**Data for this task**
= = = =

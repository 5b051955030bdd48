//! Artwork listings for a single entity

use super::Image;
use crate::lenient;
use serde::{Deserialize, Deserializer, Serialize};
use std::collections::BTreeMap;

/// Number of artwork categories an images response can carry
pub const CATEGORY_COUNT: usize = 28;

/// Album artwork keyed by category (`"albumcover"`, `"cdart"`, ...)
pub type AlbumImages = BTreeMap<String, Vec<Image>>;

/// Response of an images query.
///
/// Which categories are filled depends on the query type: movies carry the
/// `movie*` and `hdmovie*` categories, series the `tv*`, `season*` and
/// `show*` ones, and music queries the artist, label and album artwork.
/// Unknown keys make decoding fail so that new upstream categories are
/// noticed instead of silently dropped.
#[derive(Debug, Clone, Default, PartialEq, Eq, Serialize, Deserialize)]
#[serde(default, deny_unknown_fields)]
pub struct ImagesResult {
    #[serde(deserialize_with = "lenient::string")]
    pub name: String,
    /// fanart.tv internal id
    #[serde(rename = "id", deserialize_with = "lenient::string")]
    pub fanart_id: String,
    #[serde(deserialize_with = "lenient::string")]
    pub imdb_id: String,
    #[serde(deserialize_with = "lenient::string")]
    pub tmdb_id: String,
    #[serde(rename = "thetvdb_id", deserialize_with = "lenient::string")]
    pub tvdb_id: String,
    /// MusicBrainz id
    #[serde(rename = "mbid_id", deserialize_with = "lenient::string")]
    pub mbid: String,
    #[serde(
        rename = "clearart",
        deserialize_with = "lenient::null_as_default",
        skip_serializing_if = "Vec::is_empty"
    )]
    pub clear_art: Vec<Image>,
    #[serde(
        rename = "clearlogo",
        deserialize_with = "lenient::null_as_default",
        skip_serializing_if = "Vec::is_empty"
    )]
    pub clear_logo: Vec<Image>,
    #[serde(
        rename = "hdclearart",
        deserialize_with = "lenient::null_as_default",
        skip_serializing_if = "Vec::is_empty"
    )]
    pub hd_clear_art: Vec<Image>,
    #[serde(
        rename = "hdlogo",
        deserialize_with = "lenient::null_as_default",
        skip_serializing_if = "Vec::is_empty"
    )]
    pub hd_logo: Vec<Image>,
    #[serde(
        rename = "hdmovieclearart",
        deserialize_with = "lenient::null_as_default",
        skip_serializing_if = "Vec::is_empty"
    )]
    pub hd_movie_clear_art: Vec<Image>,
    #[serde(
        rename = "hdmovielogo",
        deserialize_with = "lenient::null_as_default",
        skip_serializing_if = "Vec::is_empty"
    )]
    pub hd_movie_logo: Vec<Image>,
    #[serde(
        rename = "hdmusiclogo",
        deserialize_with = "lenient::null_as_default",
        skip_serializing_if = "Vec::is_empty"
    )]
    pub hd_music_logo: Vec<Image>,
    #[serde(
        rename = "hdtvlogo",
        deserialize_with = "lenient::null_as_default",
        skip_serializing_if = "Vec::is_empty"
    )]
    pub hd_tv_logo: Vec<Image>,
    #[serde(
        rename = "movieart",
        deserialize_with = "lenient::null_as_default",
        skip_serializing_if = "Vec::is_empty"
    )]
    pub movie_art: Vec<Image>,
    #[serde(
        rename = "characterart",
        deserialize_with = "lenient::null_as_default",
        skip_serializing_if = "Vec::is_empty"
    )]
    pub character_art: Vec<Image>,
    #[serde(
        rename = "moviebackground",
        deserialize_with = "lenient::null_as_default",
        skip_serializing_if = "Vec::is_empty"
    )]
    pub movie_background: Vec<Image>,
    #[serde(
        rename = "moviebanner",
        deserialize_with = "lenient::null_as_default",
        skip_serializing_if = "Vec::is_empty"
    )]
    pub movie_banner: Vec<Image>,
    #[serde(
        rename = "moviedisc",
        deserialize_with = "lenient::null_as_default",
        skip_serializing_if = "Vec::is_empty"
    )]
    pub movie_disc: Vec<Image>,
    #[serde(
        rename = "movielogo",
        deserialize_with = "lenient::null_as_default",
        skip_serializing_if = "Vec::is_empty"
    )]
    pub movie_logo: Vec<Image>,
    #[serde(
        rename = "movieposter",
        deserialize_with = "lenient::null_as_default",
        skip_serializing_if = "Vec::is_empty"
    )]
    pub movie_poster: Vec<Image>,
    #[serde(
        rename = "moviethumb",
        deserialize_with = "lenient::null_as_default",
        skip_serializing_if = "Vec::is_empty"
    )]
    pub movie_thumb: Vec<Image>,
    #[serde(
        rename = "artistthumb",
        deserialize_with = "lenient::null_as_default",
        skip_serializing_if = "Vec::is_empty"
    )]
    pub artist_thumb: Vec<Image>,
    #[serde(
        rename = "seasonbanner",
        deserialize_with = "lenient::null_as_default",
        skip_serializing_if = "Vec::is_empty"
    )]
    pub season_banner: Vec<Image>,
    #[serde(
        rename = "seasonposter",
        deserialize_with = "lenient::null_as_default",
        skip_serializing_if = "Vec::is_empty"
    )]
    pub season_poster: Vec<Image>,
    #[serde(
        rename = "seasonthumb",
        deserialize_with = "lenient::null_as_default",
        skip_serializing_if = "Vec::is_empty"
    )]
    pub season_thumb: Vec<Image>,
    #[serde(
        rename = "showbackground",
        deserialize_with = "lenient::null_as_default",
        skip_serializing_if = "Vec::is_empty"
    )]
    pub show_background: Vec<Image>,
    #[serde(
        rename = "artistbackground",
        deserialize_with = "lenient::null_as_default",
        skip_serializing_if = "Vec::is_empty"
    )]
    pub artist_background: Vec<Image>,
    #[serde(
        rename = "tvbanner",
        deserialize_with = "lenient::null_as_default",
        skip_serializing_if = "Vec::is_empty"
    )]
    pub tv_banner: Vec<Image>,
    #[serde(
        rename = "tvposter",
        deserialize_with = "lenient::null_as_default",
        skip_serializing_if = "Vec::is_empty"
    )]
    pub tv_poster: Vec<Image>,
    #[serde(
        rename = "tvthumb",
        deserialize_with = "lenient::null_as_default",
        skip_serializing_if = "Vec::is_empty"
    )]
    pub tv_thumb: Vec<Image>,
    #[serde(
        rename = "musiclogo",
        deserialize_with = "lenient::null_as_default",
        skip_serializing_if = "Vec::is_empty"
    )]
    pub music_logo: Vec<Image>,
    #[serde(
        rename = "musicbanner",
        deserialize_with = "lenient::null_as_default",
        skip_serializing_if = "Vec::is_empty"
    )]
    pub music_banner: Vec<Image>,
    #[serde(
        rename = "musiclabel",
        deserialize_with = "lenient::null_as_default",
        skip_serializing_if = "Vec::is_empty"
    )]
    pub music_label: Vec<Image>,
    /// Album artwork keyed by MusicBrainz release group id
    #[serde(deserialize_with = "albums", skip_serializing_if = "BTreeMap::is_empty")]
    pub albums: BTreeMap<String, AlbumImages>,
}

/// Decodes the album map, treating `null` albums and categories as empty
fn albums<'de, D>(deserializer: D) -> Result<BTreeMap<String, AlbumImages>, D::Error>
where
    D: Deserializer<'de>,
{
    type RawAlbums = BTreeMap<String, Option<BTreeMap<String, Option<Vec<Image>>>>>;

    let albums: RawAlbums = lenient::null_as_default(deserializer)?;
    Ok(albums
        .into_iter()
        .map(|(album_id, categories)| {
            let categories = categories
                .unwrap_or_default()
                .into_iter()
                .map(|(category, images)| (category, images.unwrap_or_default()))
                .collect();
            (album_id, categories)
        })
        .collect())
}

impl ImagesResult {
    /// Returns the canonical id of the queried entity
    ///
    /// Precedence is MusicBrainz, TheTVDB, IMDb, TMDb and finally the
    /// fanart.tv id. The first non-empty one wins.
    pub fn id(&self) -> &str {
        [&self.mbid, &self.tvdb_id, &self.imdb_id, &self.tmdb_id]
            .into_iter()
            .find(|id| !id.is_empty())
            .unwrap_or(&self.fanart_id)
    }

    /// All artwork categories paired with their upstream key
    pub fn categories(&self) -> [(&'static str, &[Image]); CATEGORY_COUNT] {
        [
            ("clearart", self.clear_art.as_slice()),
            ("clearlogo", self.clear_logo.as_slice()),
            ("hdclearart", self.hd_clear_art.as_slice()),
            ("hdlogo", self.hd_logo.as_slice()),
            ("hdmovieclearart", self.hd_movie_clear_art.as_slice()),
            ("hdmovielogo", self.hd_movie_logo.as_slice()),
            ("hdmusiclogo", self.hd_music_logo.as_slice()),
            ("hdtvlogo", self.hd_tv_logo.as_slice()),
            ("movieart", self.movie_art.as_slice()),
            ("characterart", self.character_art.as_slice()),
            ("moviebackground", self.movie_background.as_slice()),
            ("moviebanner", self.movie_banner.as_slice()),
            ("moviedisc", self.movie_disc.as_slice()),
            ("movielogo", self.movie_logo.as_slice()),
            ("movieposter", self.movie_poster.as_slice()),
            ("moviethumb", self.movie_thumb.as_slice()),
            ("artistthumb", self.artist_thumb.as_slice()),
            ("seasonbanner", self.season_banner.as_slice()),
            ("seasonposter", self.season_poster.as_slice()),
            ("seasonthumb", self.season_thumb.as_slice()),
            ("showbackground", self.show_background.as_slice()),
            ("artistbackground", self.artist_background.as_slice()),
            ("tvbanner", self.tv_banner.as_slice()),
            ("tvposter", self.tv_poster.as_slice()),
            ("tvthumb", self.tv_thumb.as_slice()),
            ("musiclogo", self.music_logo.as_slice()),
            ("musicbanner", self.music_banner.as_slice()),
            ("musiclabel", self.music_label.as_slice()),
        ]
    }

    /// Looks up a category by its upstream key, e.g. `"movieposter"`
    pub fn images(&self, category: &str) -> Option<&[Image]> {
        self.categories()
            .into_iter()
            .find(|(key, _)| *key == category)
            .map(|(_, images)| images)
    }

    /// Total number of images, album artwork included
    pub fn image_count(&self) -> usize {
        let categories: usize = self.categories().iter().map(|(_, images)| images.len()).sum();
        let albums: usize = self
            .albums
            .values()
            .flat_map(|album| album.values())
            .map(Vec::len)
            .sum();
        categories + albums
    }
}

= = = =

**What the task asks**
Every line from the first through the one containing "pub struct ImagesResult" in the listing above must be given again exactly, with nothing else alongside.

**Response**
repository 5b051955030bdd48
//! Artwork listings for a single entity

use super::Image;
use crate::lenient;
use serde::{Deserialize, Deserializer, Serialize};
use std::collections::BTreeMap;

/// Number of artwork categories an images response can carry
pub const CATEGORY_COUNT: usize = 28;

/// Album artwork keyed by category (`"albumcover"`, `"cdart"`, ...)
pub type AlbumImages = BTreeMap<String, Vec<Image>>;

/// Response of an images query.
///
/// Which categories are filled depends on the query type: movies carry the
/// `movie*` and `hdmovie*` categories, series the `tv*`, `season*` and
/// `show*` ones, and music queries the artist, label and album artwork.
/// Unknown keys make decoding fail so that new upstream categories are
/// noticed instead of silently dropped.
#[derive(Debug, Clone, Default, PartialEq, Eq, Serialize, Deserialize)]
#[serde(default, deny_unknown_fields)]
pub struct ImagesResult {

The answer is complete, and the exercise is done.